The access and activity logs (“logs”) of the Squash TM application are kept for one month and an automatic log rotation is in place. All SaaS system and network activities are registered in log files and can only be accessed by system and network administrators as well as their IT manager. Squash TM application logs are also available to software administrator accounts and the help desk team.

Business Continuity Plan

Henix has a business continuity plan which guarantees minimal impact for our customers and application availability over the year in accordance with the General Terms and Conditions of Sale (GTC)(French only). Daily, multiple, tested and redundant backups (on several hosts) of the applications and their database allow a maximum admissible data loss of 24 hours (worst case scenario). The backup policy is described in the GTC.

System and network security

The hosting of all Squash TM SaaS instances is distributed over several servers, each client being in its own container isolated from the others with its own public IP. The firewall only allows encrypted flows via HTTPS (minimum TLS 1.2 protocol).
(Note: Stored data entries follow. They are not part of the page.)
//! x86-64 register file.
//!
//! Register numbering follows a fixed convention (`rax=0, rcx=1, rdx=2,
//! rbx=3, rsp=4, rbp=5, rsi=6, rdi=7, r8..r15=8..15, xmm0..xmm15=16..31`):
//! not alphabetical, and not the DWARF numbering, but the one this crate's
//! tables (division's A/D registers, shift's C register) are written
//! against.

use crate::ir::PhysReg;

/// General-purpose integer registers, in unit-numbering order.
pub const RAX: PhysReg = PhysReg(0);
/// `%rcx`, the fixed shift-count register.
pub const RCX: PhysReg = PhysReg(1);
/// `%rdx`, the fixed division remainder/high-half register.
pub const RDX: PhysReg = PhysReg(2);
/// `%rbx`
pub const RBX: PhysReg = PhysReg(3);
/// `%rsp`, the stack pointer. Never allocatable.
pub const RSP: PhysReg = PhysReg(4);
/// `%rbp`, the frame pointer. Never allocatable.
pub const RBP: PhysReg = PhysReg(5);
/// `%rsi`
pub const RSI: PhysReg = PhysReg(6);
/// `%rdi`
pub const RDI: PhysReg = PhysReg(7);
/// `%r8`
pub const R8: PhysReg = PhysReg(8);
/// `%r9`
pub const R9: PhysReg = PhysReg(9);
/// `%r10`
pub const R10: PhysReg = PhysReg(10);
/// `%r11`
pub const R11: PhysReg = PhysReg(11);
/// `%r12`
pub const R12: PhysReg = PhysReg(12);
/// `%r13`
pub const R13: PhysReg = PhysReg(13);
/// `%r14`
pub const R14: PhysReg = PhysReg(14);
/// `%r15`
pub const R15: PhysReg = PhysReg(15);

/// First SSE register unit.
pub const XMM0_BASE: u16 = 16;

/// `%xmm{n}`, `n` in `0..16`.
pub const fn xmm(n: u16) -> PhysReg {
    PhysReg(XMM0_BASE + n)
}

/// Every general-purpose register this crate's allocator ever marks or
/// assigns, `rsp`/`rbp` included (they're excluded from the scratch/
/// callee-save pools below, but still need a name for diagnostics).
pub const GPRS: [PhysReg; 16] = [
    RAX, RCX, RDX, RBX, RSP, RBP, RSI, RDI, R8, R9, R10, R11, R12, R13, R14, R15,
];

/// Render a register for AT&T-syntax assembly, sized to `bytes` (1, 2, 4,
/// or 8). SSE registers ignore the size suffix convention integer
/// registers use (`%xmm0` is always written the same way).
pub fn name(reg: PhysReg, bytes: u32) -> &'static str {
    if reg.0 >= XMM0_BASE {
        return XMM_NAMES[(reg.0 - XMM0_BASE) as usize];
    }
    let idx = reg.0 as usize;
    match bytes {
        1 => BYTE_NAMES[idx],
        2 => WORD_NAMES[idx],
        4 => LONG_NAMES[idx],
        8 => QUAD_NAMES[idx],
        _ => panic!("x86-64: no register name for a {}-byte operand", bytes),
    }
}

const QUAD_NAMES: [&str; 16] = [
    "%rax", "%rcx", "%rdx", "%rbx", "%rsp", "%rbp", "%rsi", "%rdi", "%r8", "%r9", "%r10", "%r11",
    "%r12", "%r13", "%r14", "%r15",
];
const LONG_NAMES: [&str; 16] = [
    "%eax", "%ecx", "%edx", "%ebx", "%esp", "%ebp", "%esi", "%edi", "%r8d", "%r9d", "%r10d",
    "%r11d", "%r12d", "%r13d", "%r14d", "%r15d",
];
const WORD_NAMES: [&str; 16] = [
    "%ax", "%cx", "%dx", "%bx", "%sp", "%bp", "%si", "%di", "%r8w", "%r9w", "%r10w", "%r11w",
    "%r12w", "%r13w", "%r14w", "%r15w",
];
const BYTE_NAMES: [&str; 16] = [
    "%al", "%cl", "%dl", "%bl", "%spl", "%bpl", "%sil", "%dil", "%r8b", "%r9b", "%r10b", "%r11b",
    "%r12b", "%r13b", "%r14b", "%r15b",
];
const XMM_NAMES: [&str; 16] = [
    "%xmm0", "%xmm1", "%xmm2", "%xmm3", "%xmm4", "%xmm5", "%xmm6", "%xmm7", "%xmm8", "%xmm9",
    "%xmm10", "%xmm11", "%xmm12", "%xmm13", "%xmm14", "%xmm15",
];

#[cfg(test)]
mod tests {
    use super::*;

    #[test]
    fn unit_names() {
        assert_eq!(name(RAX, 8), "%rax");
        assert_eq!(name(RAX, 4), "%eax");
        assert_eq!(name(RAX, 1), "%al");
        assert_eq!(name(R8, 8), "%r8");
        assert_eq!(name(R8, 4), "%r8d");
        assert_eq!(name(xmm(0), 8), "%xmm0");
    }
}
No other streams are allowed. A limitation by IP of incoming flows is possible on request. Henix's system and network administration team is the only one to have access to the underlying logical infrastructures of Henix's SaaS offer. Physical access to our servers is strictly controlled by our hosts providers.

Security Control Framework

For each SaaS instance, operating system security updates (including web server type middleware, databases, Java environment, etc.) are performed automatically within 24 to 48 hours of being made available on official repositories, after being tested in a pre-production environment. Non-critical operating system updates are installed weekly using the same procedure.

Regarding application security updates for the SaaS offer (Squash TM, MantisBT, XsquashCloud), customers are notified as soon as possible by email of the release of this update as well as the time slot in which the SaaS application(s) will be updated. Updates always take place outside working hours (corresponding to the opening hours of Squash Help desk team).

Jira Cloud update depends on Atlassian policy.